Posted in Uncategorized by bookspath on February 26, 2007

 Roger Penrose


Publisher: Vintage; Reprint edition (January 9, 2007)

 ISBN-10: 0679776311


If Albert Einstein were alive, he would have a copy of The Road to Reality on his bookshelf. So would Isaac Newton. This may be the most complete mathematical explanation of the universe yet published, and Roger Penrose richly deserves the accolades he will receive for it. That said, let us be perfectly clear: this is not an easy book to read. The number of people in the world who can understand everything in it could probably take a taxi together to Penrose’s next lecture.
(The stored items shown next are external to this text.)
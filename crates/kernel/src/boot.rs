//! Boot handoff and kernel initialization order.
//!
//! The ARM64 entry hands over a device-tree pointer; the x86_64 entry
//! receives the Limine-style package (HHDM offset, framebuffer, RSDP,
//! kernel bases). Either way the architecture stub distills it into a
//! `BootInfo` and calls `kernel_main`, which brings the subsystems up
//! leaves first: console, heap, paging, frames, scheduler, devices.

use crate::mm::{self, PhysAddr};

/// One entry of the firmware memory map.
#[derive(Debug, Clone, Copy)]
pub struct MemoryRegion {
    pub base: PhysAddr,
    pub length: u64,
    pub usable: bool,
}

#[derive(Debug, Clone, Copy)]
pub struct FramebufferInfo {
    pub address: PhysAddr,
    pub width: u32,
    pub height: u32,
    pub pitch: u32,
    pub bpp: u8,
}

/// Everything the kernel needs from the bootloader, normalized across
/// targets.
#[derive(Debug, Clone)]
pub struct BootInfo {
    pub memory_map: heapless::Vec<MemoryRegion, 16>,
    /// Higher-half direct-map offset (x86_64/Limine; zero on the
    /// identity-mapped ARM64 boot path)
    pub hhdm_offset: u64,
    pub framebuffer: Option<FramebufferInfo>,
    /// RSDP physical address (x86_64)
    pub rsdp: Option<PhysAddr>,
    /// Flattened device tree (ARM64)
    pub dtb: Option<PhysAddr>,
    pub uart_base: usize,
    pub uart_clock_hz: u32,
    /// PCIe ECAM window, from the DT or the MCFG table
    pub ecam_base: Option<PhysAddr>,
    /// Device-MMIO windows to identity-map with device attributes
    pub mmio_windows: heapless::Vec<(PhysAddr, u64), 8>,
}

/// Boot heap carve-out: the first usable region donates this much.
const BOOT_HEAP_BYTES: u64 = 8 * 1024 * 1024;

/// Bring the kernel up in dependency order and fall into the idle loop.
///
/// # Safety
/// Must be called exactly once, from the boot CPU, with `info` describing
/// the machine truthfully.
pub unsafe fn kernel_main(info: &BootInfo) -> ! {
    unsafe { crate::uart::init(info.uart_base, info.uart_clock_hz) };
    crate::time::init_boot_timestamp();
    crate::info!("helium: booting");

    mm::set_direct_map_offset(info.hhdm_offset);

    // Heap before everything: allocator metadata lives there
    let heap_region = info
        .memory_map
        .iter()
        .find(|r| r.usable && r.length >= BOOT_HEAP_BYTES)
        .expect("no usable memory for the boot heap");
    unsafe {
        crate::heap::init(
            (heap_region.base + info.hhdm_offset) as usize,
            BOOT_HEAP_BYTES as usize,
        );
    }

    // Kernel page tables: identity RAM window plus device windows
    let ram_top = info
        .memory_map
        .iter()
        .filter(|r| r.usable)
        .map(|r| r.base + r.length)
        .max()
        .unwrap_or(0);
    let mmio: alloc::vec::Vec<(PhysAddr, u64)> = info.mmio_windows.iter().copied().collect();
    let kernel_root =
        mm::init_kernel_space(ram_top, &mmio).expect("kernel address space construction failed");

    #[cfg(all(target_arch = "aarch64", target_os = "none"))]
    unsafe {
        crate::arch::aarch64::mmu::enable(kernel_root)
    };
    #[cfg(not(all(target_arch = "aarch64", target_os = "none")))]
    let _ = kernel_root; // firmware paging stays live on x86_64

    // Physical frames: usable regions minus the heap carve-out
    let mut ranges = alloc::vec::Vec::new();
    for region in info.memory_map.iter().filter(|r| r.usable) {
        if region.base == heap_region.base {
            if region.length > BOOT_HEAP_BYTES {
                ranges.push((region.base + BOOT_HEAP_BYTES, (region.length - BOOT_HEAP_BYTES) as usize));
            }
        } else {
            ranges.push((region.base, region.length as usize));
        }
    }
    mm::init_frame_allocator(&ranges).expect("frame allocator init failed");
    crate::info!(
        "mm: {} MiB free of {} MiB",
        mm::free_bytes() / (1024 * 1024),
        mm::total_bytes() / (1024 * 1024)
    );

    crate::task::init().expect("scheduler init failed");

    bring_up_devices(info);

    crate::info!("helium: entering idle");
    idle_loop()
}

/// Probe and start the devices the core drives. Failures are logged and
/// the device skipped; boot continues.
fn bring_up_devices(info: &BootInfo) {
    let Some(ecam_base) = info.ecam_base else {
        crate::info!("pci: no ECAM window reported, skipping device bring-up");
        return;
    };
    let ecam = unsafe { crate::drivers::pci::Ecam::new(ecam_base) };
    let devices = crate::drivers::pci::scan(&ecam);

    for device in devices.iter() {
        // virtio-pci vendor with a display-class function
        if device.vendor_id == 0x1AF4 && device.class == 0x03 {
            match crate::drivers::virtio::VirtioPciTransport::new(&ecam, device.bdf)
                .and_then(crate::drivers::virtio::gpu::VirtioGpu::new)
            {
                Ok(gpu) => {
                    let (w, h) = gpu.display_size();
                    crate::info!("virtio-gpu: ready at {}x{}", w, h);
                    core::mem::forget(gpu);
                }
                Err(e) => crate::warn!("virtio-gpu: bring-up failed: {}", e.name()),
            }
        }

        // xHCI: serial-bus class, USB subclass, xHCI programming interface
        if device.class == 0x0C && device.subclass == 0x03 && device.prog_if == 0x30 {
            match crate::drivers::pci::assign_bar(&ecam, device.bdf, 0).and_then(|bar| {
                crate::drivers::pci::enable_bus_mastering(&ecam, device.bdf);
                crate::drivers::usb::xhci::XhciController::new(mm::phys_to_ptr(bar) as usize)
            }) {
                Ok(mut xhci) => {
                    let found = xhci.enumerate_devices();
                    crate::info!("xhci: {} devices enumerated", found.len());
                    core::mem::forget(xhci);
                }
                Err(e) => crate::warn!("xhci: bring-up failed: {}", e.name()),
            }
        }
    }
}

fn idle_loop() -> ! {
    loop {
        crate::task::schedule();
        unsafe {
            #[cfg(target_arch = "aarch64")]
            core::arch::asm!("wfi", options(nomem, nostack, preserves_flags));
            #[cfg(target_arch = "x86_64")]
            core::arch::asm!("hlt", options(nomem, nostack, preserves_flags));
        }
    }
}

#[cfg(test)]
mod tests {
    use super::*;
    use crate::mm::buddy::tests::init_global_test_arena;
    use crate::mm::buddy::FrameAllocator;
    use crate::task::Scheduler;

    #[test]
    fn boot_memory_map_reaches_idle() {
        // 256 MiB of RAM at 0x4000_0000: paging init succeeds, the frame
        // allocator accounts for at least 200 MiB, the fresh run queue is
        // empty, and the first scheduling decision keeps idle running.
        init_global_test_arena();

        let ram = (0x4000_0000u64, 256 * 1024 * 1024usize);
        let mut frames = FrameAllocator::new_for_tests();
        frames.init(&[ram]).unwrap();
        assert!(frames.free_bytes() >= 200 * 1024 * 1024);
        assert_eq!(frames.total_bytes(), 256 * 1024 * 1024);

        if crate::mm::kernel_root() == 0 {
            crate::mm::init_kernel_space(crate::mm::paging::L1_BLOCK_SIZE, &[(0x0900_0000, 0x1000)])
                .unwrap();
        }
        assert_ne!(crate::mm::kernel_root(), 0);

        let mut sched = Scheduler::new().unwrap();
        assert!(sched.queue.is_empty());
        assert!(sched.pick_next().is_none(), "idle task keeps the CPU");
        assert_eq!(sched.current, sched.idle);
    }
}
Still, math-friendly readers looking for a substantial and possibly even thrillingly difficult intellectual experience should pick up a copy (carefully–it’s over a thousand pages long and weighs nearly 4 pounds) and start at the beginning, where Penrose sets out his purpose: to describe “the search for the underlying principles that govern the behavior of our universe.” Beginning with the deceptively simple geometry of Pythagoras and the Greeks, Penrose guides readers through the fundamentals–the incontrovertible bricks that hold up the fanciful mathematical structures of later chapters. From such theoretical delights as complex-number calculus, Riemann surfaces, and Clifford bundles, the tour takes us quickly on to the nature of spacetime. The bulk of the book is then devoted to quantum physics, cosmological theories (including Penrose’s favored ideas about string theory and universal inflation), and what we know about how the universe is held together. For physicists, mathematicians, and advanced students, The Road to Reality is an essential field guide to the universe. For enthusiastic amateurs, the book is a project to tackle a bit at a time, one with unimaginable intellectual rewards.